The Shadow Lines (1988) is a Sahitya Akademi Award-winning novel by  Indian writer Amitav Ghosh. It is a book that captures perspective of time and events, of lines that bring people together and hold them apart; lines that are clearly visible from one perspective and nonexistent from another; lines that exist in the memory of one, and therefore in another's imagination. A narrative built out of an intricate, constantly crisscrossing web of memories of many people, it never pretends to tell a story. Instead, it invites the reader to invent one, out of the memories of those involved, memories that hold mirrors of differing shades to the same experience.

The novel is set against the backdrop of historical events like the Swadeshi movement, Second World War, Partition of India and Communal riots of 1963-64 in Dhaka and Calcutta.
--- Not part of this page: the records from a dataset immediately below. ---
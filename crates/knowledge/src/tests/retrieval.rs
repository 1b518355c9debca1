//! Seed-then-search behaviour through the knowledge base.

use crate::sqlite_index::SqliteVectorStore;
use crate::types::{DistanceMetric, IndexSettings, Metadata, SeedOptions};
use crate::rag::SearchOptions;
use crate::KnowledgeBase;
use ragdex_llm::TrigramClient;
use serde_json::json;
use std::fs;
use std::path::Path;
use std::sync::Arc;
use tempfile::TempDir;

const DIMENSIONS: usize = 384;

fn knowledge_base(workspace: &Path) -> KnowledgeBase {
    let index = IndexSettings::new("documents", DIMENSIONS, DistanceMetric::Cosine);
    KnowledgeBase::from_parts(
        Arc::new(TrigramClient::new(DIMENSIONS)),
        Arc::new(SqliteVectorStore::in_memory().unwrap()),
        "trigram",
        index,
    )
    .with_base_dir(workspace)
}

fn metadata(value: serde_json::Value) -> Metadata {
    value.as_object().cloned().unwrap()
}

#[tokio::test]
async fn test_seed_then_search_finds_document() {
    let temp = TempDir::new().unwrap();
    fs::write(temp.path().join("sky.md"), "The sky is blue.").unwrap();
    let kb = knowledge_base(temp.path());

    kb.seed(
        SeedOptions::new("sky.md")
            .with_id("doc1")
            .with_metadata(metadata(json!({"title": "Sky"}))),
    )
    .await
    .unwrap();

    let results = kb
        .search("What color is the sky?", &SearchOptions::default().with_top_k(1))
        .await
        .unwrap();

    assert_eq!(results.len(), 1);
    assert_eq!(results[0].id, "doc1");
    assert_eq!(results[0].title(), "Sky");
    assert_eq!(results[0].category(), "general");
    assert_eq!(results[0].content(), "The sky is blue.");
    assert!(results[0].score > 0.0);
}

#[tokio::test]
async fn test_identical_text_scores_one() {
    let temp = TempDir::new().unwrap();
    fs::write(temp.path().join("rust.md"), "Rust is a systems programming language").unwrap();
    fs::write(temp.path().join("pasta.md"), "Cooking recipes for pasta").unwrap();
    let kb = knowledge_base(temp.path());

    kb.seed(SeedOptions::new("rust.md")).await.unwrap();
    kb.seed(SeedOptions::new("pasta.md")).await.unwrap();

    let results = kb
        .search("Rust is a systems programming language", &SearchOptions::default())
        .await
        .unwrap();

    assert_eq!(results[0].id, "rust", "Most relevant document should be first");
    assert!(
        (results[0].score - 1.0).abs() < 1e-4,
        "Identical text should score 1.0: {}",
        results[0].score
    );
}

#[tokio::test]
async fn test_threshold_above_one_returns_nothing() {
    let temp = TempDir::new().unwrap();
    fs::write(temp.path().join("sky.md"), "The sky is blue.").unwrap();
    let kb = knowledge_base(temp.path());
    kb.seed(SeedOptions::new("sky.md")).await.unwrap();

    let results = kb
        .search("The sky is blue.", &SearchOptions::default().with_min_score(1.1))
        .await
        .unwrap();
    assert!(results.is_empty());
}

#[tokio::test]
async fn test_unrelated_query_below_threshold_is_empty() {
    let temp = TempDir::new().unwrap();
    fs::write(temp.path().join("sky.md"), "The sky is blue.").unwrap();
    let kb = knowledge_base(temp.path());
    kb.seed(SeedOptions::new("sky.md")).await.unwrap();

    let results = kb
        .search("pasta recipes cooking", &SearchOptions::default().with_min_score(0.3))
        .await
        .unwrap();
    assert!(results.is_empty(), "Unrelated query should not match: {:?}", results);
}

#[tokio::test]
async fn test_results_respect_top_k_and_order() {
    let temp = TempDir::new().unwrap();
    let topics = [
        ("alpha.md", "vector search ranking"),
        ("beta.md", "vector search"),
        ("gamma.md", "vector databases"),
        ("delta.md", "vector"),
        ("epsilon.md", "garden tomatoes"),
    ];
    for (name, text) in topics {
        fs::write(temp.path().join(name), text).unwrap();
    }
    let kb = knowledge_base(temp.path());
    for (name, _) in topics {
        kb.seed(SeedOptions::new(name)).await.unwrap();
    }

    let options = SearchOptions::default().with_top_k(3).with_min_score(0.05);
    let results = kb.search("vector search", &options).await.unwrap();

    assert!(results.len() <= 3);
    assert_eq!(results[0].id, "beta");
    for pair in results.windows(2) {
        assert!(
            pair[0].score >= pair[1].score,
            "Scores should be ordered: {} >= {}",
            pair[0].score,
            pair[1].score
        );
    }
    assert!(results.iter().all(|r| r.score >= 0.05));
}

#[tokio::test]
async fn test_reseeding_an_id_replaces_it() {
    let temp = TempDir::new().unwrap();
    let path = temp.path().join("note.md");
    let kb = knowledge_base(temp.path());

    fs::write(&path, "Bananas are yellow.").unwrap();
    kb.seed(SeedOptions::new("note.md").with_id("note")).await.unwrap();

    fs::write(&path, "Grass is green.").unwrap();
    kb.seed(SeedOptions::new("note.md").with_id("note")).await.unwrap();

    assert_eq!(kb.stats().await.unwrap().count, 1);

    let results = kb.search("Grass is green.", &SearchOptions::default()).await.unwrap();
    assert_eq!(results.len(), 1);
    assert_eq!(results[0].id, "note");
    assert_eq!(results[0].content(), "Grass is green.");
}

#[tokio::test]
async fn test_caller_content_is_what_search_returns() {
    let temp = TempDir::new().unwrap();
    fs::write(temp.path().join("sky.md"), "The sky is blue.").unwrap();
    let kb = knowledge_base(temp.path());

    kb.seed(
        SeedOptions::new("sky.md")
            .with_id("doc1")
            .with_metadata(metadata(json!({"content": "override"}))),
    )
    .await
    .unwrap();

    let results = kb.search("The sky is blue.", &SearchOptions::default()).await.unwrap();
    assert_eq!(results.len(), 1);
    assert_eq!(results[0].content(), "override");
    assert!((results[0].score - 1.0).abs() < 1e-4);

    let results = kb.search("override", &SearchOptions::default().with_min_score(0.3)).await.unwrap();
    assert!(results.is_empty(), "Override text must not be embedded: {:?}", results);
}

#[tokio::test]
async fn test_empty_query_is_invalid() {
    let temp = TempDir::new().unwrap();
    let kb = knowledge_base(temp.path());

    let err = kb.search("", &SearchOptions::default()).await.unwrap_err();
    assert_eq!(err.kind(), "InvalidInput");
}

#[tokio::test]
async fn test_stats_and_drop() {
    let temp = TempDir::new().unwrap();
    fs::write(temp.path().join("sky.md"), "The sky is blue.").unwrap();
    let kb = knowledge_base(temp.path());

    let before = kb.stats().await.unwrap();
    assert_eq!(before.count, 0);
    assert_eq!(before.dimension, DIMENSIONS);

    kb.seed(SeedOptions::new("sky.md")).await.unwrap();
    assert_eq!(kb.stats().await.unwrap().count, 1);

    kb.drop_index().await.unwrap();
    assert_eq!(kb.stats().await.unwrap().count, 0);
    assert_eq!(
        kb.search("sky", &SearchOptions::default()).await.unwrap_err().kind(),
        "GenericSearchFailure"
    );
}

#[tokio::test]
async fn test_connect_from_config() {
    let temp = TempDir::new().unwrap();
    fs::write(temp.path().join("sky.md"), "The sky is blue.").unwrap();

    let mut config = ragdex_core::AppConfig::default();
    config.workspace = temp.path().to_path_buf();
    config.embedding.provider = "trigram".to_string();
    config.embedding.dimensions = 64;
    config.store_url = Some(format!("sqlite://{}", temp.path().join("index.sqlite").display()));

    let kb = KnowledgeBase::connect(&config).unwrap();
    kb.seed(SeedOptions::new("sky.md")).await.unwrap();
    assert_eq!(kb.stats().await.unwrap().count, 1);
    assert!(temp.path().join("index.sqlite").exists());
}

#[tokio::test]
async fn test_connect_rejects_incomplete_config() {
    let mut config = ragdex_core::AppConfig::default();
    config.embedding.provider = "trigram".to_string();
    config.store_url = None;

    let err = KnowledgeBase::connect(&config).unwrap_err();
    assert!(err.to_string().contains("RAGDEX_STORE_URL"));
}
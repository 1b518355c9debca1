//! Command handlers for the ragdex CLI.

pub mod index;
pub mod search;
pub mod seed;

// Re-export command types for convenience
pub use index::IndexCommand;
pub use search::SearchCommand;
pub use seed::SeedCommand;
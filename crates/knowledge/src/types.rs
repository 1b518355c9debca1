//! Retrieval system type definitions.

use chrono::{DateTime, Utc};
use serde::{Deserialize, Serialize};
use std::fmt;
use std::path::PathBuf;
use std::str::FromStr;

/// A fixed-length embedding vector.
pub type Embedding = Vec<f32>;

/// Open document metadata. Recognized keys are `title`, `category`,
/// `source` and `content`; any other key is carried through untouched.
pub type Metadata = serde_json::Map<String, serde_json::Value>;

/// Similarity metric an index is created with.
///
/// Scores are oriented so that higher always means more similar.
#[derive(Debug, Clone, Copy, PartialEq, Eq, Default, Serialize, Deserialize)]
#[serde(rename_all = "lowercase")]
pub enum DistanceMetric {
    /// Cosine similarity, in [-1, 1]
    #[default]
    Cosine,
    /// Raw inner product
    DotProduct,
    /// `1 / (1 + euclidean distance)`, in (0, 1]
    Euclidean,
}

impl DistanceMetric {
    pub fn as_str(&self) -> &'static str {
        match self {
            DistanceMetric::Cosine => "cosine",
            DistanceMetric::DotProduct => "dotproduct",
            DistanceMetric::Euclidean => "euclidean",
        }
    }

    /// Similarity of two equal-length vectors under this metric.
    pub fn score(&self, a: &[f32], b: &[f32]) -> f32 {
        match self {
            DistanceMetric::Cosine => cosine_similarity(a, b),
            DistanceMetric::DotProduct => a.iter().zip(b).map(|(x, y)| x * y).sum(),
            DistanceMetric::Euclidean => {
                let distance = a
                    .iter()
                    .zip(b)
                    .map(|(x, y)| (x - y) * (x - y))
                    .sum::<f32>()
                    .sqrt();
                1.0 / (1.0 + distance)
            }
        }
    }
}

impl fmt::Display for DistanceMetric {
    fn fmt(&self, f: &mut fmt::Formatter<'_>) -> fmt::Result {
        f.write_str(self.as_str())
    }
}

impl FromStr for DistanceMetric {
    type Err = String;

    fn from_str(s: &str) -> Result<Self, Self::Err> {
        match ragdex_core::config::canonical_metric(s) {
            Some("cosine") => Ok(DistanceMetric::Cosine),
            Some("dotproduct") => Ok(DistanceMetric::DotProduct),
            Some("euclidean") => Ok(DistanceMetric::Euclidean),
            _ => Err(format!("Unknown similarity metric: {}", s)),
        }
    }
}

/// Calculate cosine similarity between two vectors.
///
/// Zero vectors have no direction; their similarity to anything is 0.
pub fn cosine_similarity(a: &[f32], b: &[f32]) -> f32 {
    if a.len() != b.len() {
        return 0.0;
    }

    let dot_product: f32 = a.iter().zip(b.iter()).map(|(x, y)| x * y).sum();
    let norm_a: f32 = a.iter().map(|x| x * x).sum::<f32>().sqrt();
    let norm_b: f32 = b.iter().map(|x| x * x).sum::<f32>().sqrt();

    if norm_a == 0.0 || norm_b == 0.0 {
        return 0.0;
    }

    dot_product / (norm_a * norm_b)
}

/// Where documents live: index name, vector length and metric.
#[derive(Debug, Clone, PartialEq, Serialize, Deserialize)]
pub struct IndexSettings {
    pub name: String,
    pub dimension: usize,
    pub metric: DistanceMetric,
}

impl IndexSettings {
    pub fn new(name: impl Into<String>, dimension: usize, metric: DistanceMetric) -> Self {
        Self {
            name: name.into(),
            dimension,
            metric,
        }
    }
}

/// A document ready to be written: id, vector and metadata.
#[derive(Debug, Clone, PartialEq, Serialize, Deserialize)]
pub struct DocumentEntry {
    pub id: String,
    pub vector: Embedding,
    #[serde(default)]
    pub metadata: Metadata,
}

/// Description of an existing index.
#[derive(Debug, Clone, PartialEq, Serialize, Deserialize)]
pub struct IndexStats {
    pub name: String,
    pub dimension: usize,
    pub metric: DistanceMetric,
    /// Number of documents stored
    pub count: u64,
}

/// Options for a single-document ingestion.
#[derive(Debug, Clone, Default)]
pub struct SeedOptions {
    /// File to read, absolute or relative to the pipeline's base directory
    pub source: PathBuf,

    /// Explicit document id; defaults to the file stem
    pub id: Option<String>,

    /// Metadata merged over the computed defaults
    pub metadata: Option<Metadata>,
}

impl SeedOptions {
    pub fn new(source: impl Into<PathBuf>) -> Self {
        Self {
            source: source.into(),
            ..Default::default()
        }
    }

    pub fn with_id(mut self, id: impl Into<String>) -> Self {
        self.id = Some(id.into());
        self
    }

    pub fn with_metadata(mut self, metadata: Metadata) -> Self {
        self.metadata = Some(metadata);
        self
    }
}

/// Report of one ingested document.
#[derive(Debug, Clone, Serialize, Deserialize)]
#[serde(rename_all = "camelCase")]
pub struct SeededDocument {
    /// Id the document was stored under
    pub id: String,

    /// Resolved path that was read
    pub source: PathBuf,

    /// Size of the content in bytes
    pub bytes: u64,

    /// Length of the stored embedding
    pub dimensions: usize,

    pub seeded_at: DateTime<Utc>,
}

/// Statistics from a directory ingestion.
#[derive(Debug, Clone, Default, Serialize, Deserialize)]
#[serde(rename_all = "camelCase")]
pub struct IngestStats {
    /// Documents written
    pub seeded: u32,

    /// Files that failed and were skipped
    pub failed: u32,

    /// Total bytes of seeded content
    pub bytes_processed: u64,

    /// Duration in seconds
    pub duration_secs: f64,
}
The novel earned Ghosh the 1989 Sahitya Akademi Award for English, by the Sahitya Akademi, India's National Academy of Letters. The novel was translated by Shalini Topiwala into Gujarati In 1998.

Plot summary
Split into two parts ('Going Away' and 'Coming Home'), the novel follows the life of a young boy growing up in Calcutta, who is educated in Delhi and then follows with the experiences he has in London.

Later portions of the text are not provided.